The UK has jumped from 22nd to 17th in a list of the world’s most generous countries.

This year’s Charities Aid Foundation (CAF)’s annual World Giving Index has seen increases for several high-income countries, which had seen a “steep decline in volunteering and giving” over the last four years due to the Covid pandemic.

The research found that globally more people donated to charity and helped a stranger last year than any year over the previous decade. In 2021 four in ten of the world's population took part in a charitable action, according to CAF.

Globally 200m more people donated to charity over the last year, with giving rising by 10% in high-income economies.

In total three billion people helped someone they didn’t know, up by half a billion compared to pre pandemic levels.

According to the latest Index, while the UK is back in the top 20 most generous countries but is still a long way from the sixth place it achieved in 2018’s index.

The US is in third place, while Australia is fourth, New Zealand fifth and Canada is in eighth.

The most generous country is Indonesia, for the fifth year in a row, while Kenya takes second spot.

The index involves data from 119 countries where people are asked whether they have helped a stranger, volunteered or given money to a good cause over the past month.

The only European country in the top 10 is Ukraine, which has risen from 20th to 10th. This is based on data collected prior to Russia’s invasion of the Eastern European country and is based on its increased living standards and the need to support communities during the pandemic.

“Giving takes different forms around the globe, and even the definitions of what constitutes charity and generosity differ across cultures,” said CAF chief executive Neil Heslop.

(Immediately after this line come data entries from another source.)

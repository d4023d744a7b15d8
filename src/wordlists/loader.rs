//! Word list loading utilities
//!
//! Builds a `Dictionary` from a file or from the embedded list.

use super::{Dictionary, WORDS};
use crate::error::ConfigError;
use std::fs;
use std::path::Path;

/// Load a dictionary from a newline-separated word list file
///
/// # Errors
///
/// Returns `ConfigError::Io` if the file cannot be read, and the errors of
/// `Dictionary::parse` if its contents are not a valid word list.
///
/// # Examples
/// ```no_run
/// use wordle_game::wordlists::loader::load_from_file;
///
/// let dictionary = load_from_file("data/words.txt").unwrap();
/// println!("Loaded {} words", dictionary.len());
/// ```
pub fn load_from_file<P: AsRef<Path>>(path: P) -> Result<Dictionary, ConfigError> {
    let path = path.as_ref();
    let content = fs::read_to_string(path).map_err(|source| ConfigError::Io {
        path: path.to_path_buf(),
        source,
    })?;

    let dictionary = Dictionary::parse(&content)?;
    log::info!("Loaded {} words from {}", dictionary.len(), path.display());
    Ok(dictionary)
}

/// Convert a string slice list to a dictionary
///
/// # Errors
///
/// Same as `Dictionary::parse`: malformed entries and empty lists are rejected.
///
/// # Examples
/// ```
/// use wordle_game::wordlists::loader::dictionary_from_slice;
///
/// let dictionary = dictionary_from_slice(&["crane", "slate"]).unwrap();
/// assert_eq!(dictionary.len(), 2);
/// ```
pub fn dictionary_from_slice(slice: &[&str]) -> Result<Dictionary, ConfigError> {
    Dictionary::parse(&slice.join("\n"))
}

/// The dictionary compiled into the binary
///
/// # Errors
///
/// Only fails if the embedded list itself is malformed, which the test suite guards against.
pub fn embedded() -> Result<Dictionary, ConfigError> {
    dictionary_from_slice(WORDS)
}
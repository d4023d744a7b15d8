//! Board printing for the line-oriented mode

use super::formatters::colored_row;
use crate::core::row_to_emoji;
use crate::game::{RoundStatus, Snapshot};
use colored::Colorize;
use std::io::{self, Write};

/// Print every row of the board; submitted rows get their emoji feedback
///
/// # Errors
///
/// Returns any error from writing to `out`.
pub fn print_board<W: Write>(out: &mut W, snapshot: &Snapshot) -> io::Result<()> {
    writeln!(out, "{}", "─".repeat(32).cyan())?;
    for (index, (row, feedback)) in snapshot.grid.iter().zip(&snapshot.feedback).enumerate() {
        let emoji = if index < snapshot.cursor.row {
            row_to_emoji(feedback)
        } else {
            String::new()
        };
        writeln!(out, "  {}  {emoji}", colored_row(row, feedback))?;
    }
    writeln!(out, "{}", "─".repeat(32).cyan())
}

/// Print the end-of-round banner
///
/// Does nothing while the round is still being played.
///
/// # Errors
///
/// Returns any error from writing to `out`.
pub fn print_round_result<W: Write>(out: &mut W, snapshot: &Snapshot) -> io::Result<()> {
    match snapshot.status {
        RoundStatus::Playing => Ok(()),
        RoundStatus::Won => {
            let rows_used = snapshot.cursor.row;
            writeln!(
                out,
                "{}",
                format!(
                    "✅ Solved in {rows_used} {}!",
                    if rows_used == 1 { "guess" } else { "guesses" }
                )
                .green()
                .bold()
            )
        }
        RoundStatus::Lost => {
            let answer = snapshot
                .revealed_answer()
                .map_or_else(String::new, ToString::to_string);
            writeln!(
                out,
                "{} The answer was {}",
                "❌ Out of guesses.".red().bold(),
                answer.bright_yellow().bold()
            )
        }
    }
}

#[cfg(test)]
mod tests {
    use super::*;
    use crate::core::Word;
    use crate::game::{Event, Game, GameConfig};
    use crate::wordlists::FixedWordSource;

    fn game() -> Game<FixedWordSource> {
        Game::new(
            GameConfig::default(),
            FixedWordSource::single(Word::new("crane").unwrap()),
        )
    }

    fn play(game: &mut Game<FixedWordSource>, word: &str) {
        for ch in word.chars() {
            game.apply(Event::Letter(ch));
        }
        game.apply(Event::Submit);
    }

    fn render<F>(f: F) -> String
    where
        F: FnOnce(&mut Vec<u8>) -> io::Result<()>,
    {
        colored::control::set_override(false);
        let mut out = Vec::new();
        f(&mut out).unwrap();
        String::from_utf8(out).unwrap()
    }

    #[test]
    fn board_shows_submitted_feedback() {
        let mut game = game();
        play(&mut game, "CRATE");
        let snapshot = game.snapshot();

        let text = render(|out| print_board(out, &snapshot));
        assert!(text.contains(" C  R  A  T  E   🟩🟩🟩⬛🟩"));
        assert_eq!(text.matches("🟩").count(), 4);
    }

    #[test]
    fn won_banner() {
        let mut game = game();
        play(&mut game, "CRANE");
        let snapshot = game.snapshot();

        let text = render(|out| print_round_result(out, &snapshot));
        assert!(text.contains("Solved in 1 guess!"));
    }

    #[test]
    fn lost_banner_reveals_answer() {
        let mut game = game();
        for _ in 0..6 {
            play(&mut game, "BLIMP");
        }
        let snapshot = game.snapshot();

        let text = render(|out| print_round_result(out, &snapshot));
        assert!(text.contains("The answer was CRANE"));
    }

    #[test]
    fn playing_prints_nothing() {
        let snapshot = game().snapshot();
        assert!(render(|out| print_round_result(out, &snapshot)).is_empty());
    }
}
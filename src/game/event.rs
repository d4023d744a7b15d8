//! Inputs to the state machine and its round status

use std::fmt;

/// Logical input delivered by a presentation layer
///
/// Raw key codes are mapped to these before reaching the game.
#[derive(Debug, Clone, Copy, PartialEq, Eq)]
pub enum Event {
    /// A typed character; only uppercase `A`-`Z` is accepted
    Letter(char),
    Backspace,
    Submit,
    /// Start a new round with a fresh answer
    Reset,
    Quit,
}

/// Result of applying an event
#[derive(Debug, Clone, Copy, PartialEq, Eq)]
pub enum Outcome {
    /// State changed
    Applied,
    /// Event was invalid in the current state; nothing changed
    Ignored,
    /// The player asked to leave; the caller should stop its loop
    Quit,
}

impl From<bool> for Outcome {
    fn from(applied: bool) -> Self {
        if applied { Self::Applied } else { Self::Ignored }
    }
}

/// Status of the current round
///
/// Only `Playing` accepts edits. `Won` and `Lost` are terminal until reset.
#[derive(Debug, Clone, Copy, Default, PartialEq, Eq, Hash)]
pub enum RoundStatus {
    #[default]
    Playing,
    Won,
    Lost,
}

impl RoundStatus {
    #[must_use]
    pub const fn is_over(self) -> bool {
        !matches!(self, Self::Playing)
    }
}

impl fmt::Display for RoundStatus {
    fn fmt(&self, f: &mut fmt::Formatter<'_>) -> fmt::Result {
        let label = match self {
            Self::Playing => "playing",
            Self::Won => "won",
            Self::Lost => "lost",
        };
        f.write_str(label)
    }
}

#[cfg(test)]
mod tests {
    use super::*;

    #[test]
    fn outcome_from_bool() {
        assert_eq!(Outcome::from(true), Outcome::Applied);
        assert_eq!(Outcome::from(false), Outcome::Ignored);
    }

    #[test]
    fn terminal_statuses() {
        assert!(!RoundStatus::Playing.is_over());
        assert!(RoundStatus::Won.is_over());
        assert!(RoundStatus::Lost.is_over());
        assert_eq!(RoundStatus::default(), RoundStatus::Playing);
    }
}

“Our World Giving Index aims to measure generosity as expressed through three human behaviours. Encouragingly, the overall Index score has increased, indicating that people around the world have been engaging more in generous actions than during the previous year.”

“Against an uncertain economic, social, and political backdrop, the World Giving Index improves our understanding about global giving. Covid-19 has affected the world’s poorest and vulnerable the most.”

He added: “Private donors and businesses are likely to be called upon to fill funding gaps and charities will need to work out how best to direct their limited funding for the greatest impact.

“However, in the wake of two difficult years and with further challenges likely to come, we continue to see great instances of global generosity.”